[Records from a data collection]
::::::

mod support;

use cleave::errors::MeshError;
use cleave::model::Model;
use cleave::{PassPolicy, Vertex};
use nalgebra::{Matrix4, Point3, Translation3, Vector2, Vector3};

use crate::support::{approx_eq, cube_buffers, vert, white};

fn cube_model() -> Model<()> {
    Model::from_buffers(&cube_buffers([0.0, 0.0, 0.0], [0.5, 0.5, 0.5]), &Matrix4::identity())
        .unwrap()
}

#[test]
fn from_buffers_applies_the_transform() {
    let transform = Translation3::new(1.0, 2.0, 3.0).to_homogeneous();
    let model: Model<()> =
        Model::from_buffers(&cube_buffers([0.0, 0.0, 0.0], [0.5, 0.5, 0.5]), &transform)
            .unwrap();

    let aabb = model.bounding_box();
    assert!(approx_eq(aabb.mins.x, 0.5, 1e-9));
    assert!(approx_eq(aabb.maxs.y, 2.5, 1e-9));
    assert!(approx_eq(aabb.maxs.z, 3.5, 1e-9));
    // Translation leaves normals untouched.
    assert!(approx_eq(model.vertices[0].normal.norm(), 1.0, 1e-9));
}

#[test]
fn from_buffers_rejects_out_of_range_index() {
    let mut buffers = cube_buffers([0.0, 0.0, 0.0], [0.5, 0.5, 0.5]);
    buffers.indices[0] = 999;
    let result = Model::<()>::from_buffers(&buffers, &Matrix4::identity());
    assert_eq!(
        result.unwrap_err(),
        MeshError::IndexOutOfRange { index: 999, len: 24 }
    );
}

#[test]
fn from_buffers_rejects_partial_triangles() {
    let mut buffers = cube_buffers([0.0, 0.0, 0.0], [0.5, 0.5, 0.5]);
    buffers.indices.pop();
    let result = Model::<()>::from_buffers(&buffers, &Matrix4::identity());
    assert_eq!(
        result.unwrap_err(),
        MeshError::IndexCountNotTriangles { len: 35 }
    );
}

#[test]
fn from_buffers_rejects_attribute_mismatch() {
    let mut buffers = cube_buffers([0.0, 0.0, 0.0], [0.5, 0.5, 0.5]);
    buffers.normals.pop();
    let result = Model::<()>::from_buffers(&buffers, &Matrix4::identity());
    assert_eq!(
        result.unwrap_err(),
        MeshError::AttributeCountMismatch { positions: 24, normals: 23 }
    );
}

#[test]
fn missing_uvs_and_colors_get_defaults() {
    let mut buffers = cube_buffers([0.0, 0.0, 0.0], [0.5, 0.5, 0.5]);
    buffers.uvs.clear();
    buffers.colors.truncate(3); // length mismatch: ignored entirely
    let model: Model<()> = Model::from_buffers(&buffers, &Matrix4::identity()).unwrap();
    assert_eq!(model.vertices[0].uv, Vector2::zeros());
    assert_eq!(model.vertices[0].color, white());
}

#[test]
fn polygon_round_trip_preserves_triangles() {
    let model = cube_model();
    let polygons = model.to_polygons();
    assert_eq!(polygons.len(), 12);

    let rebuilt: Model<()> = Model::from_polygons(&polygons);
    // Fan re-import gives every corner its own slot until welding.
    assert_eq!(rebuilt.indices.len(), 36);
    assert_eq!(rebuilt.vertices.len(), 36);
}

#[test]
fn weld_merges_coincident_corners() {
    let mut model: Model<()> = Model::from_polygons(&cube_model().to_polygons());
    assert_eq!(model.vertices.len(), 36);

    model.weld(2);
    assert_eq!(model.vertices.len(), 8, "a cube welds to its 8 corners");
    assert_eq!(model.indices.len(), 36);

    // A welded corner accumulates the normals of its three faces.
    let corner = model
        .vertices
        .iter()
        .find(|v| v.pos == Point3::new(0.5, 0.5, 0.5))
        .expect("corner must survive welding");
    let expected = Vector3::new(1.0, 1.0, 1.0).normalize();
    assert!((corner.normal - expected).norm() < 1e-9);
}

#[test]
fn weld_is_idempotent() {
    let mut model: Model<()> = Model::from_polygons(&cube_model().to_polygons());
    model.weld(2);
    let vertices = model.vertices.clone();
    let indices = model.indices.clone();

    model.weld(2);
    assert_eq!(model.indices, indices);
    assert_eq!(model.vertices.len(), vertices.len());
    for (a, b) in model.vertices.iter().zip(vertices.iter()) {
        assert_eq!(a.pos, b.pos);
        assert!((a.normal - b.normal).norm() < 1e-12);
        assert_eq!(a.uv, b.uv);
        assert_eq!(a.color, b.color);
    }
}

#[test]
fn weld_drops_unreferenced_vertices() {
    let mut model = cube_model();
    model
        .vertices
        .push(vert([9.0, 9.0, 9.0], [0.0, 1.0, 0.0]));
    model.weld(2);
    assert_eq!(model.vertices.len(), 8);
}

#[test]
fn weld_keeps_first_occurrence_attributes() {
    let mut model: Model<()> = Model::new();
    let mut duplicate = vert([0.0, 0.0, 0.0], [0.0, 0.0, 1.0]);
    duplicate.uv = Vector2::new(0.75, 0.0);
    let mut original = vert([0.0, 0.0, 0.0], [0.0, 0.0, 1.0]);
    original.uv = Vector2::new(0.25, 0.0);

    model.vertices = vec![
        original,
        vert([1.0, 0.0, 0.0], [0.0, 0.0, 1.0]),
        vert([0.0, 1.0, 0.0], [0.0, 0.0, 1.0]),
        duplicate,
        vert([-1.0, 0.0, 0.0], [0.0, 0.0, 1.0]),
        vert([0.0, -1.0, 0.0], [0.0, 0.0, 1.0]),
    ];
    model.indices = vec![0, 1, 2, 3, 4, 5];

    model.weld(2);
    assert_eq!(model.vertices.len(), 5);
    // Both triangles now share slot 0, which kept the first occurrence's uv.
    assert_eq!(model.indices[3], 0);
    assert_eq!(model.vertices[0].uv, Vector2::new(0.25, 0.0));
}

/// A triangle with a vertex sitting on its edge but not referenced by it.
fn t_junction_model() -> Model<()> {
    let vertices = vec![
        vert([0.0, 0.0, 0.0], [0.0, 0.0, 1.0]),
        vert([2.0, 0.0, 0.0], [0.0, 0.0, 1.0]),
        vert([0.0, 2.0, 0.0], [0.0, 0.0, 1.0]),
        // On edge (0, 1) of the triangle above, referenced only below it.
        vert([1.0, 0.0, 0.0], [0.0, 0.0, 1.0]),
        vert([0.0, -1.0, 0.0], [0.0, 0.0, 1.0]),
        vert([2.0, -1.0, 0.0], [0.0, 0.0, 1.0]),
    ];
    let indices = vec![0, 1, 2, 4, 5, 3];
    let mut model = Model::new();
    model.vertices = vertices;
    model.indices = indices;
    model
}

#[test]
fn watertight_repair_splits_the_junction() {
    let mut model = t_junction_model();
    model.make_watertight(1, PassPolicy::UntilFixedPoint);

    // The cracked triangle became two; the lower one is untouched.
    assert_eq!(model.indices.len(), 9);
    // Every emitted triangle now references the junction vertex or avoids
    // its edge entirely.
    let triangles: Vec<&[usize]> = model.indices.chunks_exact(3).collect();
    assert!(triangles.iter().any(|t| t.contains(&3) && t.contains(&0)));
    assert!(triangles.iter().any(|t| t.contains(&3) && t.contains(&1)));
}

#[test]
fn watertight_repair_reaches_a_fixed_point() {
    let mut model = t_junction_model();
    model.make_watertight(8, PassPolicy::UntilFixedPoint);
    let indices = model.indices.clone();

    // Re-running finds nothing left to repair.
    model.make_watertight(1, PassPolicy::UntilFixedPoint);
    assert_eq!(model.indices, indices);
}

#[test]
fn watertight_fixed_count_runs_at_least_once() {
    let mut model = t_junction_model();
    model.make_watertight(0, PassPolicy::FixedCount);
    assert_eq!(model.indices.len(), 9);
}

#[test]
fn split_returns_none_for_a_single_component() {
    let mut model: Model<()> = Model::from_polygons(&cube_model().to_polygons());
    model.weld(2);
    assert!(model.split_connected_components().is_none());
}

#[test]
fn split_partitions_every_triangle_exactly_once() {
    // Two triangle islands sharing no vertex index.
    let mut model: Model<()> = Model::new();
    model.vertices = vec![
        vert([0.0, 0.0, 0.0], [0.0, 0.0, 1.0]),
        vert([1.0, 0.0, 0.0], [0.0, 0.0, 1.0]),
        vert([0.0, 1.0, 0.0], [0.0, 0.0, 1.0]),
        vert([5.0, 0.0, 0.0], [0.0, 0.0, 1.0]),
        vert([6.0, 0.0, 0.0], [0.0, 0.0, 1.0]),
        vert([5.0, 1.0, 0.0], [0.0, 0.0, 1.0]),
    ];
    model.indices = vec![0, 1, 2, 3, 4, 5];

    let parts = model.split_connected_components().expect("two islands");
    assert_eq!(parts.len(), 2);

    let total: usize = parts.iter().map(|p| p.indices.len()).sum();
    assert_eq!(total, model.indices.len());

    // Each part exports a compacted, self-contained record.
    for part in &parts {
        let buffers = part.to_buffers();
        assert_eq!(buffers.positions.len(), 3);
        assert_eq!(buffers.indices, vec![0, 1, 2]);
    }
}

#[test]
fn split_joins_islands_bridged_by_a_shared_vertex() {
    // Two triangles sharing one vertex index form a single component.
    let mut model: Model<()> = Model::new();
    model.vertices = vec![
        vert([0.0, 0.0, 0.0], [0.0, 0.0, 1.0]),
        vert([1.0, 0.0, 0.0], [0.0, 0.0, 1.0]),
        vert([0.0, 1.0, 0.0], [0.0, 0.0, 1.0]),
        vert([2.0, 0.0, 0.0], [0.0, 0.0, 1.0]),
        vert([1.0, 1.0, 0.0], [0.0, 0.0, 1.0]),
    ];
    model.indices = vec![0, 1, 2, 1, 3, 4];
    assert!(model.split_connected_components().is_none());
}

#[test]
fn empty_model_repairs_are_no_ops() {
    let mut model: Model<()> = Model::new();
    model.weld(2);
    model.make_watertight(2, PassPolicy::UntilFixedPoint);
    assert!(model.split_connected_components().is_none());
    assert!(model.to_buffers().positions.is_empty());
}

#[test]
fn contains_point_by_ray_parity() {
    let model = cube_model();
    assert!(model.contains_point(&Point3::new(0.1, 0.2, 0.3)));
    assert!(!model.contains_point(&Point3::new(2.0, 0.0, 0.0)));
}

#[test]
fn realign_recenters_on_the_centroid() {
    let mut model: Model<()> = Model::from_buffers(
        &cube_buffers([1.0, 2.0, 3.0], [0.5, 0.5, 0.5]),
        &Matrix4::identity(),
    )
    .unwrap();

    let centroid = model.realign_to_centroid();
    assert!((centroid - Point3::new(1.0, 2.0, 3.0)).norm() < 1e-9);

    let aabb = model.bounding_box();
    let center = (aabb.mins.coords + aabb.maxs.coords) * 0.5;
    assert!(center.norm() < 1e-9);
}

#[test]
fn to_buffers_round_trips_through_from_buffers() {
    let model = cube_model();
    let buffers = model.to_buffers();
    let again: Model<()> = Model::from_buffers(&buffers, &Matrix4::identity()).unwrap();
    assert_eq!(model.vertices.len(), again.vertices.len());
    assert_eq!(model.indices, again.indices);
    for (a, b) in model.vertices.iter().zip(again.vertices.iter()) {
        assert_eq!(a.pos, b.pos);
    }
}

#[test]
fn interpolated_vertices_blend_attributes() {
    let a = Vertex::new(
        Point3::origin(),
        Vector3::z(),
        Vector2::new(0.0, 0.0),
        white(),
    );
    let b = Vertex::new(
        Point3::new(1.0, 0.0, 0.0),
        Vector3::z(),
        Vector2::new(1.0, 0.0),
        white(),
    );
    let quarter = a.interpolate(&b, 0.25);
    assert!(approx_eq(quarter.pos.x, 0.25, 1e-12));
    assert!(approx_eq(quarter.uv.x, 0.25, 1e-12));
}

::::::

* **ASSIGNED TASK**: All lines from the start of the entries through the line where "leaves normals untouched." sits should be duplicated exactly, with nothing else in the output.

* **EXERCISE ANSWER**:
mod support;

use cleave::errors::MeshError;
use cleave::model::Model;
use cleave::{PassPolicy, Vertex};
use nalgebra::{Matrix4, Point3, Translation3, Vector2, Vector3};

use crate::support::{approx_eq, cube_buffers, vert, white};

fn cube_model() -> Model<()> {
    Model::from_buffers(&cube_buffers([0.0, 0.0, 0.0], [0.5, 0.5, 0.5]), &Matrix4::identity())
        .unwrap()
}

#[test]
fn from_buffers_applies_the_transform() {
    let transform = Translation3::new(1.0, 2.0, 3.0).to_homogeneous();
    let model: Model<()> =
        Model::from_buffers(&cube_buffers([0.0, 0.0, 0.0], [0.5, 0.5, 0.5]), &transform)
            .unwrap();

    let aabb = model.bounding_box();
    assert!(approx_eq(aabb.mins.x, 0.5, 1e-9));
    assert!(approx_eq(aabb.maxs.y, 2.5, 1e-9));
    assert!(approx_eq(aabb.maxs.z, 3.5, 1e-9));
    // Translation leaves normals untouched.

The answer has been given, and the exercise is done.